They think the drama related to the difficult sales reorganization, “expensive” acquisition of Lynda.com, “very disappointing annual guidance,” slow going for Sales Navigator, and its ad network’s “start-stop-start” problems played into the decision to sell to Microsoft. They also believe that being part of Microsoft will enable LinkedIn to “more aggressively pursue new opportunities to monetize its data, while its core business slow.”
Shares of Twitter surged on Monday as investors speculated that the massive acquisition is only the beginning of a huge M&A wave among Internet companies. However, the Pacific Crest team sees Microsoft’s acquisition of LinkedIn as part of the software wave and not necessarily the beginning of an Internet wave.

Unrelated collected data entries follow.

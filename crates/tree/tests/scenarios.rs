//! End-to-end scenarios spanning save/load/delete-version/fast-path
//! boundaries. Per-mutation algorithm properties (balance, ordering,
//! rotation correctness) live in `mutable`'s own unit tests; this file
//! exercises the tree the way a caller driving a replicated state machine
//! would.

use merkle_kv_store::MemoryNodeStore;
use merkle_kv_tree::{MutableTree, TreeOptions};
use merkle_kv_types::StoreError;

fn tree() -> MutableTree<MemoryNodeStore> {
    MutableTree::new(MemoryNodeStore::new(), TreeOptions::default()).unwrap()
}

/// E1: empty tree -> three inserts -> save -> version 1, point lookups work,
/// the right leaf/height shape.
#[test]
fn e1_first_save_produces_expected_shape() {
    let t = tree();
    t.set(b"a", Some(b"1")).unwrap();
    t.set(b"b", Some(b"2")).unwrap();
    t.set(b"c", Some(b"3")).unwrap();
    let version = t.save_version().unwrap();
    assert_eq!(version, 1);
    assert_eq!(t.get(b"b").unwrap(), Some(b"2".to_vec()));

    let view = t.immutable();
    assert_eq!(view.size().unwrap(), 3);
    assert_eq!(view.height().unwrap(), Some(2));
}

/// E2: an unsaved edit diverges `working_hash()` from `hash()`; rolling
/// back reunites them.
#[test]
fn e2_working_hash_diverges_until_rollback() {
    let t = tree();
    t.set(b"a", Some(b"1")).unwrap();
    t.set(b"b", Some(b"2")).unwrap();
    t.set(b"c", Some(b"3")).unwrap();
    t.save_version().unwrap();

    let saved_hash = t.hash().unwrap();
    assert_eq!(t.working_hash().unwrap(), saved_hash);

    t.set(b"b", Some(b"20")).unwrap();
    assert_ne!(t.working_hash().unwrap(), saved_hash);

    t.rollback();
    assert_eq!(t.working_hash().unwrap(), saved_hash);
    assert_eq!(t.get(b"b").unwrap(), Some(b"2".to_vec()));
}

/// E3: removing a key after a save produces a new version; the old
/// version still answers the old value, the new one doesn't.
#[test]
fn e3_remove_is_visible_only_from_its_version_onward() {
    let t = tree();
    t.set(b"a", Some(b"1")).unwrap();
    t.set(b"b", Some(b"2")).unwrap();
    t.set(b"c", Some(b"3")).unwrap();
    let v1 = t.save_version().unwrap();

    t.remove(b"a").unwrap();
    let v2 = t.save_version().unwrap();
    assert_eq!(v2, v1 + 1);

    assert_eq!(t.get_versioned(b"a", v1).unwrap(), Some(b"1".to_vec()));
    assert_eq!(t.get_versioned(b"a", v2).unwrap(), None);
}

/// E4: the tree hash is independent of insertion order.
#[test]
fn e4_hash_independent_of_insertion_order() {
    let keys: Vec<Vec<u8>> = (0u32..1000).map(|k| k.to_string().into_bytes()).collect();

    let forward = tree();
    for k in &keys {
        forward.set(k, Some(k)).unwrap();
    }
    let v1 = forward.save_version().unwrap();

    let backward = tree();
    for k in keys.iter().rev() {
        backward.set(k, Some(k)).unwrap();
    }
    let v2 = backward.save_version().unwrap();

    assert_eq!(
        forward.get_immutable(v1).unwrap().hash().unwrap(),
        backward.get_immutable(v2).unwrap().hash().unwrap()
    );
}

/// E5: deleting a half-open range removes exactly those versions; the
/// latest saved version can never be deleted, alone or via a range.
#[test]
fn e5_delete_versions_range_is_half_open_and_protects_latest() {
    let t = tree();
    t.set(b"a", Some(b"1")).unwrap();
    t.save_version().unwrap(); // v1
    t.set(b"a", Some(b"2")).unwrap();
    t.save_version().unwrap(); // v2
    t.set(b"a", Some(b"3")).unwrap();
    let v3 = t.save_version().unwrap();

    t.delete_versions_range(1, 3).unwrap();
    assert!(!t.has_version(1).unwrap());
    assert!(!t.has_version(2).unwrap());
    assert!(t.has_version(v3).unwrap());

    assert!(matches!(
        t.delete_version(v3),
        Err(StoreError::ProtectedVersion(_))
    ));
}

/// E6: overwriting from a past version discards everything after it;
/// the next save reuses the vacated version number and may diverge from
/// what used to live there.
#[test]
fn e6_load_for_overwriting_discards_future_versions() {
    let t = tree();
    t.set(b"a", Some(b"1")).unwrap();
    let v = t.save_version().unwrap();
    t.set(b"a", Some(b"2")).unwrap();
    let discarded_v_plus_1 = t.save_version().unwrap();
    t.set(b"a", Some(b"3")).unwrap();
    t.save_version().unwrap();

    t.load_version_for_overwriting(v).unwrap();
    assert!(!t.has_version(discarded_v_plus_1).unwrap());
    assert_eq!(t.version(), v);
    assert_eq!(t.get(b"a").unwrap(), Some(b"1".to_vec()));

    t.set(b"a", Some(b"99")).unwrap();
    let replayed = t.save_version().unwrap();
    assert_eq!(replayed, discarded_v_plus_1);
    assert_ne!(
        t.get_immutable(replayed).unwrap().hash().unwrap(),
        // the discarded version's hash is gone from the store entirely,
        // so the only meaningful check left is that the new content won.
        t.get_immutable(v).unwrap().hash().unwrap()
    );
    assert_eq!(t.get(b"a").unwrap(), Some(b"99".to_vec()));
}

/// Invariant 6: after a save, the fast path and an in-order tree descent
/// agree on every key's value once the upgrade has run.
#[test]
fn fast_path_agrees_with_tree_descent_after_save() {
    let t = tree();
    for k in 0u32..64 {
        t.set(&k.to_be_bytes(), Some(&(k * 2).to_be_bytes())).unwrap();
    }
    let version = t.save_version().unwrap();

    let view = t.get_immutable(version).unwrap();
    let from_tree = view.iter_in_order().unwrap();

    for (k, v) in &from_tree {
        assert_eq!(t.get(k).unwrap().as_ref(), Some(v));
    }
    assert_eq!(from_tree.len(), 64);
}

/// `iter()` merges the persisted fast-path table with unsaved additions
/// and removals, in ascending key order (spec.md §4.5).
#[test]
fn working_iter_merges_persisted_entries_with_unsaved_deltas() {
    let t = tree();
    t.set(b"a", Some(b"1")).unwrap();
    t.set(b"c", Some(b"3")).unwrap();
    t.save_version().unwrap();

    t.set(b"b", Some(b"2")).unwrap(); // unsaved addition
    t.remove(b"a").unwrap(); // unsaved removal
    t.set(b"c", Some(b"30")).unwrap(); // unsaved addition shadowing a persisted entry

    let entries = t.iter().unwrap();
    assert_eq!(
        entries,
        vec![(b"b".to_vec(), b"2".to_vec()), (b"c".to_vec(), b"30".to_vec())]
    );
}

/// Fast-path coherence also holds across an edit that never explicitly
/// forces a second upgrade: new keys land through the unsaved-delta path
/// until saved, at which point they are folded into the persisted table.
#[test]
fn fast_path_reflects_post_upgrade_edits_once_saved() {
    let t = tree();
    t.set(b"a", Some(b"1")).unwrap();
    t.save_version().unwrap();

    t.set(b"b", Some(b"2")).unwrap();
    assert_eq!(t.get(b"b").unwrap(), Some(b"2".to_vec()));
    t.remove(b"a").unwrap();
    assert_eq!(t.get(b"a").unwrap(), None);

    let version = t.save_version().unwrap();
    let view = t.get_immutable(version).unwrap();
    let entries = view.iter_in_order().unwrap();
    assert_eq!(entries, vec![(b"b".to_vec(), b"2".to_vec())]);
    assert_eq!(t.get(b"b").unwrap(), Some(b"2".to_vec()));
    assert_eq!(t.get(b"a").unwrap(), None);
}

/// `lazy_load` leaves `available_versions` incomplete until a version is
/// actually queried, unlike `load`'s eager hydration (spec.md §9, open
/// question (a)).
#[test]
fn lazy_load_hydrates_the_registry_only_on_demand() {
    let t = tree();
    t.set(b"a", Some(b"1")).unwrap();
    t.save_version().unwrap();
    t.set(b"a", Some(b"2")).unwrap();
    t.save_version().unwrap();

    t.lazy_load().unwrap();
    assert!(t.available_versions().is_empty());

    assert!(t.has_version(1).unwrap());
    assert_eq!(t.available_versions(), vec![1]);

    t.load().unwrap();
    assert_eq!(t.available_versions(), vec![1, 2]);
}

They add that Alphabet, Facebook and Yahoo are “busy with other things” and that this is about focus rather than valuation. The three companies that were most speculated about on Monday were Twitter, Yelp and Zillow Group, but they believe all three will still be around at the end of the year.
Did Microsoft overpay?
MKM Partners analyst Rob Sanderson agrees with the Pacific Crest team that LinkedIn probably won’t get a better offer. He also noted that the acquisition is about software-as-a-service rather than a valuation comparison for social media. Further, he also agrees that the deal doesn’t necessarily mean good things for Twitter or other social media companies.
While some have argued that Microsoft paid too much for LinkedIn, Sanderson notes that the price was a discount compared to other software-as-a-service providers. Salesforce plans to pay about nine times sales for Demandware, while other SaaS companies have been acquired at multiples of seven to ten times. The enterprise value of the LinkedIn deal is 6.3 times 2016 sales.
Nomura analyst Frederick Grieb and team argue the opposite case, however, saying that Microsoft agreed to pay about 6.2 times NTM EV/ revenue, which is slightly higher than the average multiple paid in their “precedent Enterprise Software acquisitions analysis,” which is 4.8 times. Of course it truly depends on how you look at the deal because Nomura is arguing based on software acquisitions, while MKM argues based on SaaS transactions.
Even though they think the deal is expensive, he describes the rationale for it as “compelling” because it will enable the two companies to integrate the “professional cloud” with the “professional network.” They also reference the Nokia deal and adds aQuantive to it, saying that Microsoft’s track record with large acquisitions is “poor,” but they hope that CEO Satya Nadella will be able to make this one successful, as it’s the first major transaction since he took the helm.
LinkedIn isn’t Nokia
While the massive write-down related to the Nokia acquisition indicates that it was a poor decision, JPMorgan analyst Mark Murphy and team note that LinkedIn isn’t Nokia. They describe the social network as “a difficult-to-replicate asset” and believe the deal is a positive for Microsoft. They also see it as a good strategic fit for the two companies because Microsoft will be able to combine its “private profile” of data from Outlook, Exchange and Office 365 with LinkedIn’s “public profiles”
They also say that when “non-current” Microsoft personnel led the Nokia deal, the market share had already declined substantially and was still declining, but the opposite is true for LinkedIn. They add that the social network brings a mostly recurring revenue stream, while Nokia did not because it was about devices.
Microsoft shares pulled back again on Tuesday, declining as much as 0.92% to $49.69, while LinkedIn shares edged lower by as much as 0.1% to $192.01.